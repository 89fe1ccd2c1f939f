//! # observer-bridge
//!
//! **observer-bridge** connects a native core to Rust observers and timers.
//!
//! Subscribers are held weakly and grouped by integer notification type; the
//! native core is told which types have listeners and calls back when one fires.
//! Timers are driven by tokio and invoke a native callback on a chosen execution
//! context, with invalidation that is safe against concurrent release.
//!
//! ## Architecture
//! ### Overview
//! ```text
//!                         ┌──────────────────────────────┐
//!                         │         native core          │
//!                         │   (impl NativeCore for ..)   │
//!                         └──┬───────────────────────▲───┘
//!         deliver_event(ty, v)│                       │register_interest / unregister_interest
//!      deliver_timer_fire(tk) │                       │timer_call / native_free / post_notification
//!                             ▼                       │
//! ┌───────────────────────────────────────────────────┴───────────────┐
//! │  Bridge                                                           │
//! │  - NotificationHub (type → WeakSubscriberSet, listener handle)    │
//! │  - TimerBridge     (token table, TimerSource)                     │
//! │  - ExecutionContexts (main + spawned serialized job queues)       │
//! └──────┬────────────────────────────────────┬───────────────────────┘
//!        ▼                                    ▼
//!   WeakSubscriberSet                   TimerSource task
//!   (ObserverRegistry<WeakRef>)         (sleep / interval)
//!        │ one job per live subscriber        │ tick → bound? → post
//!        ▼                                    ▼
//!   [context queue] ──► sub.invoke()    [context queue] ──► bound? ──► native.timer_call()
//! ```
//!
//! ### Subscription lifecycle
//! ```text
//! subscribe(ty, s) ── first for ty? ──► register_interest(ty) ── Err ──► nothing inserted
//!        │                                    │ Ok
//!        ▼                                    ▼
//!   set[ty].add(Weak(s))  ◄───────────── new set[ty]
//!
//! unsubscribe(ty, s) ─► remove + prune dead ─► empty? ─► unregister_interest(ty), drop set
//! release / Drop     ─► unregister every ty ─► native_free(listener, tag)   (exactly once)
//! ```
//!
//! ## Features
//! | Area              | Description                                                      | Key types / traits                               |
//! |-------------------|------------------------------------------------------------------|--------------------------------------------------|
//! | **Registry**      | Ordered observers, safe removal during iteration.                | [`ObserverRegistry`]                             |
//! | **Subscribers**   | Weakly-held fan-out with name-based dispatch.                    | [`WeakSubscriberSet`], [`Subscriber`], [`Observe`], [`MethodTable`] |
//! | **Notifications** | Type-keyed hub mirrored to the native core.                      | [`NotificationHub`], [`NotificationType`]        |
//! | **Timers**        | One-shot and repeating timers with safe invalidation.            | [`TimerBridge`], [`TimerSource`], [`TimerToken`] |
//! | **Contexts**      | Serialized job queues callbacks are marshaled onto.              | [`ExecutionContext`], [`ContextId`]              |
//! | **Native**        | The boundary trait and exactly-once handle ownership.            | [`NativeCore`], [`ResourceHandle`]               |
//! | **Errors**        | Typed errors with stable log labels.                             | [`BridgeError`], [`DispatchError`]               |
//! | **Configuration** | Centralize bridge settings.                                      | [`BridgeConfig`]                                 |
//!
//! ## Example
//! ```rust
//! use std::sync::{Arc, LazyLock};
//! use observer_bridge::{
//!     Bridge, BridgeConfig, CallbackRef, ContextId, MethodTable, NativeCore, NativeError,
//!     NotificationType, Observe, RawHandle, Subscriber, Value,
//! };
//!
//! struct Core;
//!
//! impl NativeCore for Core {
//!     fn allocate_listener(&self) -> Result<RawHandle, NativeError> { Ok(1) }
//!     fn register_interest(&self, _: NotificationType) -> Result<(), NativeError> { Ok(()) }
//!     fn unregister_interest(&self, _: NotificationType) -> Result<(), NativeError> { Ok(()) }
//!     fn post_notification(&self, _: NotificationType, _: &Value) -> Result<(), NativeError> { Ok(()) }
//!     fn timer_call(&self, cb: CallbackRef, ctx: ContextId) { println!("{cb} on {ctx}"); }
//!     fn native_free(&self, _: RawHandle, _: u32) -> Result<(), NativeError> { Ok(()) }
//! }
//!
//! struct Screen;
//!
//! impl Observe for Screen {
//!     fn methods() -> &'static MethodTable<Self> {
//!         static TABLE: LazyLock<MethodTable<Screen>> = LazyLock::new(|| {
//!             MethodTable::new().method2("onObserve", |_: &Screen, ty: i32, info: Value| {
//!                 println!("notification {ty}: {info:?}");
//!                 Ok(())
//!             })
//!         });
//!         &TABLE
//!     }
//! }
//!
//! #[tokio::main(flavor = "current_thread")]
//! async fn main() -> Result<(), Box<dyn std::error::Error>> {
//!     let bridge = Bridge::builder(BridgeConfig::default(), Arc::new(Core)).build()?;
//!
//!     let screen: Arc<dyn Subscriber> = Arc::new(Screen);
//!     bridge.hub().subscribe(NotificationType::new(3), &screen)?;
//!     bridge.deliver_event(NotificationType::new(3), Value::from("ready"));
//!
//!     bridge.shutdown().await?;
//!     Ok(())
//! }
//! ```
mod core;
mod error;
mod executor;
mod native;
mod notify;
mod registry;
mod subscribers;
mod timer;

// ---- Public re-exports ----

pub use self::core::{Bridge, BridgeBuilder, BridgeConfig};
pub use error::{BridgeError, DispatchError, NativeError, RegistryError};
pub use executor::{ContextId, ExecutionContext, ExecutionContexts, Job};
pub use native::{CallbackRef, NativeCore, RawHandle, ResourceHandle, ResourceType};
pub use notify::{NotificationHub, NotificationType};
pub use registry::{Iter, ObserverRegistry};
pub use subscribers::{
    DispatchReport, FromValue, MethodResult, MethodTable, Observe, ParamType, Signature,
    Subscriber, Value, WeakRef, WeakSubscriberSet,
};
pub use timer::{FireFn, Schedule, TimerBridge, TimerMode, TimerSource, TimerToken, TokioTimerSource};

···

- Exercise aim: Take from the material every line that holds "NativeCore".

- Response:
//!                         │   (impl NativeCore for ..)   │
//! | **Native**        | The boundary trait and exactly-once handle ownership.            | [`NativeCore`], [`ResourceHandle`]               |
//!     Bridge, BridgeConfig, CallbackRef, ContextId, MethodTable, NativeCore, NativeError,
//! impl NativeCore for Core {
pub use native::{CallbackRef, NativeCore, RawHandle, ResourceHandle, ResourceType};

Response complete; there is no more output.